It's been used for eons – thousands of years, in fact – to treat a whole host of health issues. And modern science agrees – the herb ginseng helps our bodies stay fighting fit. If you're pondering adding a little ginseng to your diet, here are a few great reasons to try it.
What is Ginseng?
Ginseng is a plant, the root of which is used in traditional medicine. Known as an "adatogen", ginseng reportedly helps our bodies adjust to stressful situation.
It's grown in the northern hemisphere – namely China, Siberia and Korea – so the ginseng you see in your supermarket is likely imported.
Is Ginseng Safe?
While most people can safely incorporate ginseng into their daily diet, it does come with a warning. Since ginseng can cause sleep issues, headaches and migraines, digestive complaints and allergies, it's wise to consult your health care professional before using it. And if you're breastfeeding or are pregnant, you shouldn't take it at all.
Benefits of Ginseng
There's a reason why the perennial plant has been used for more than 5000 years. Actually, there are several reasons! Here are a few to ponder:
- Relieves stress: While it's a stimulant, ginseng also stabalises the metabolism while aiding relaxation. You may also find it gives you a nice subtle shot of energy.

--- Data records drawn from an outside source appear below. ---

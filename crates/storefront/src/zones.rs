//! Delivery zone directory.
//!
//! Maps the postal codes the store delivers to onto their cities and offers
//! ranked suggestions while a customer types a postal code.

use std::sync::Arc;

use serde::{Deserialize, Serialize};

/// Maximum number of suggestions returned by [`ZoneDirectory::suggestions_for`].
pub const MAX_SUGGESTIONS: usize = 5;

/// Minimum stripped input length before suggestions are offered.
pub const MIN_QUERY_LEN: usize = 2;

const POSTAL_CODE_LEN: usize = 5;

/// A postal code the store delivers to.
#[derive(Debug, Clone, PartialEq, Eq, Hash, Serialize, Deserialize)]
#[serde(rename_all = "camelCase")]
pub struct DeliveryZone {
    /// Five-digit postal code.
    pub postal_code: String,
    /// City served under that code.
    pub city: String,
}

impl DeliveryZone {
    /// Create a zone. The postal code is normalized.
    #[must_use]
    pub fn new(postal_code: &str, city: impl Into<String>) -> Self {
        Self {
            postal_code: normalize(postal_code),
            city: city.into(),
        }
    }
}

const DEFAULT_ZONES: &[(&str, &str)] = &[
    ("94300", "Vincennes"),
    ("94160", "Saint-Mandé"),
    ("94220", "Charenton-le-Pont"),
    ("94130", "Nogent-sur-Marne"),
    ("94120", "Fontenay-sous-Bois"),
    ("94340", "Joinville-le-Pont"),
    ("94410", "Saint-Maurice"),
    ("94700", "Maisons-Alfort"),
    ("94100", "Saint-Maur-des-Fossés"),
    ("94170", "Le Perreux-sur-Marne"),
    ("94200", "Ivry-sur-Seine"),
    ("94270", "Le Kremlin-Bicêtre"),
    ("93100", "Montreuil"),
    ("93170", "Bagnolet"),
    ("93260", "Les Lilas"),
    ("75011", "Paris"),
    ("75012", "Paris"),
    ("75020", "Paris"),
];

/// Strip all whitespace and left-pad with `0` to five characters.
///
/// Idempotent: `normalize(&normalize(x)) == normalize(x)`.
#[must_use]
pub fn normalize(code: &str) -> String {
    let stripped = strip_whitespace(code);
    format!("{stripped:0>POSTAL_CODE_LEN$}")
}

fn strip_whitespace(input: &str) -> String {
    input.chars().filter(|c| !c.is_whitespace()).collect()
}

/// Immutable, cheaply cloneable table of delivery zones.
#[derive(Debug, Clone)]
pub struct ZoneDirectory {
    zones: Arc<[DeliveryZone]>,
}

impl Default for ZoneDirectory {
    /// The eastern Paris and Val-de-Marne deployment.
    fn default() -> Self {
        Self::new(
            DEFAULT_ZONES
                .iter()
                .map(|(code, city)| DeliveryZone::new(code, *city))
                .collect(),
        )
    }
}

impl ZoneDirectory {
    /// Build a directory from a list of zones, keeping their order.
    #[must_use]
    pub fn new(zones: Vec<DeliveryZone>) -> Self {
        Self {
            zones: zones.into(),
        }
    }

    /// All zones in directory order.
    #[must_use]
    pub fn zones(&self) -> &[DeliveryZone] {
        &self.zones
    }

    /// Whether the store delivers to `code`.
    #[must_use]
    pub fn is_zone_available(&self, code: &str) -> bool {
        self.zone_for_code(code).is_some()
    }

    /// The zone matching `code` exactly, after normalization.
    #[must_use]
    pub fn zone_for_code(&self, code: &str) -> Option<&DeliveryZone> {
        let code = normalize(code);
        self.zones.iter().find(|zone| zone.postal_code == code)
    }

    /// Ranked suggestions for a partially typed postal code or city name.
    ///
    /// Postal codes starting with the input come first, then cities
    /// containing it (case-insensitive). Within each group, directory order
    /// is kept. At most [`MAX_SUGGESTIONS`] entries, none for inputs shorter
    /// than [`MIN_QUERY_LEN`].
    #[must_use]
    pub fn suggestions_for(&self, partial: &str) -> Vec<&DeliveryZone> {
        let query = strip_whitespace(partial);
        if query.chars().count() < MIN_QUERY_LEN {
            return Vec::new();
        }
        let needle = query.to_lowercase();

        let by_code = self
            .zones
            .iter()
            .filter(|zone| zone.postal_code.starts_with(&query));
        let by_city = self.zones.iter().filter(|zone| {
            !zone.postal_code.starts_with(&query)
                && strip_whitespace(&zone.city).to_lowercase().contains(&needle)
        });

        by_code.chain(by_city).take(MAX_SUGGESTIONS).collect()
    }
}

#[cfg(test)]
#[allow(clippy::unwrap_used)]
mod tests {
    use super::*;

    #[test]
    fn test_normalize() {
        assert_eq!(normalize(" 94300 "), "94300");
        assert_eq!(normalize("94 300"), "94300");
        assert_eq!(normalize("123"), "00123");
        assert_eq!(normalize(""), "00000");
    }

    #[test]
    fn test_normalize_is_idempotent() {
        for input in ["94300", " 7501 1", "1", "", "abc", "123456"] {
            let once = normalize(input);
            assert_eq!(normalize(&once), once);
        }
    }

    #[test]
    fn test_default_directory() {
        let zones = ZoneDirectory::default();
        assert_eq!(zones.zones().len(), 18);
        assert!(zones.is_zone_available("94300"));
        assert!(zones.is_zone_available(" 94300 "));
        assert!(!zones.is_zone_available("123"));
        assert!(!zones.is_zone_available("00000"));
        assert_eq!(zones.zone_for_code("94160").unwrap().city, "Saint-Mandé");
    }

    #[test]
    fn test_suggestions_require_two_characters() {
        let zones = ZoneDirectory::default();
        assert!(zones.suggestions_for("9").is_empty());
        assert!(zones.suggestions_for(" 9 ").is_empty());
        assert!(zones.suggestions_for("").is_empty());
    }

    #[test]
    fn test_suggestions_by_code_prefix_are_capped() {
        let zones = ZoneDirectory::default();
        let suggestions = zones.suggestions_for("94");
        assert_eq!(suggestions.len(), MAX_SUGGESTIONS);
        assert_eq!(suggestions[0].postal_code, "94300");
        assert!(suggestions.iter().all(|z| z.postal_code.starts_with("94")));
    }

    #[test]
    fn test_suggestions_by_city() {
        let zones = ZoneDirectory::default();
        let suggestions = zones.suggestions_for("mont");
        assert_eq!(suggestions.len(), 1);
        assert_eq!(suggestions[0].city, "Montreuil");

        let paris = zones.suggestions_for("PARIS");
        assert_eq!(paris.len(), 3);
    }

    #[test]
    fn test_code_matches_rank_before_city_matches() {
        let zones = ZoneDirectory::new(vec![
            DeliveryZone::new("10000", "Le 75 Bistro"),
            DeliveryZone::new("75011", "Paris"),
        ]);
        let suggestions = zones.suggestions_for("75");
        assert_eq!(suggestions.len(), 2);
        assert_eq!(suggestions[0].postal_code, "75011");
        assert_eq!(suggestions[1].postal_code, "10000");
    }
}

- Aids weight management: Some studies have found that ginseng berry could help people manage their weight, as it suppresses the appetite.

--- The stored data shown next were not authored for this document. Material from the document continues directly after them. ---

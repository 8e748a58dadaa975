//! Delivery zone lookups.
//!
//! # Usage
//!
//! ```bash
//! verger zones list
//! verger zones check 94 300
//! verger zones suggest vinc
//! ```

use clap::Subcommand;

use verger_storefront::zones::ZoneDirectory;

use crate::console;

#[derive(Subcommand)]
pub enum ZonesAction {
    /// List every postal code we deliver to
    List,
    /// Check whether a postal code is served
    Check {
        /// Postal code (whitespace is ignored)
        #[arg(num_args = 1.., required = true)]
        code: Vec<String>,
    },
    /// Suggest zones for a partial postal code or city name
    Suggest {
        /// At least two characters
        query: String,
    },
}

pub fn run(action: &ZonesAction) {
    let zones = ZoneDirectory::default();

    match action {
        ZonesAction::List => {
            for zone in zones.zones() {
                console::line(&format!("{}  {}", zone.postal_code, zone.city));
            }
        }
        ZonesAction::Check { code } => {
            let code = code.concat();
            match zones.zone_for_code(&code) {
                Some(zone) => console::line(&format!(
                    "{} ({}) is in our delivery area",
                    zone.postal_code, zone.city
                )),
                None => console::line(&format!("Sorry, we do not deliver to {code} yet")),
            }
        }
        ZonesAction::Suggest { query } => {
            let suggestions = zones.suggestions_for(query);
            if suggestions.is_empty() {
                console::line("No matching zones");
            }
            for zone in suggestions {
                console::line(&format!("{}  {}", zone.postal_code, zone.city));
            }
        }
    }
}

- Slows ageing: We all want to stay young. And apparently ginseng slows down ageing, due to its high antioxidant content.

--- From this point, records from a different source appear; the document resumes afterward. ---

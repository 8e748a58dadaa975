//! Cache types for catalog responses.

use verger_core::ProductId;

use super::types::{Page, Product, ProductQuery};

/// Cache key for catalog reads.
#[derive(Debug, Clone, Hash, PartialEq, Eq)]
pub enum CacheKey {
    Product(ProductId),
    Products(ProductQuery),
}

/// Cached value types.
#[derive(Debug, Clone)]
pub enum CacheValue {
    Product(Box<Product>),
    Products(Page<Product>),
}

- Manage menstruation: When that time of the month hits, ginseng might be the ticket to relieving painful cramps and helping you get on with your day.
- Boost libido: In men, ginseng is said to reduce erectile dysfunction and other conditions.
How to Take Ginseng
Ginseng is widely available in its natural form, or as a tea, tablet or extract. Ask your local health food supplier about their range and – as previously mentioned – get the tick of approval from your practitioner before you try ginseng.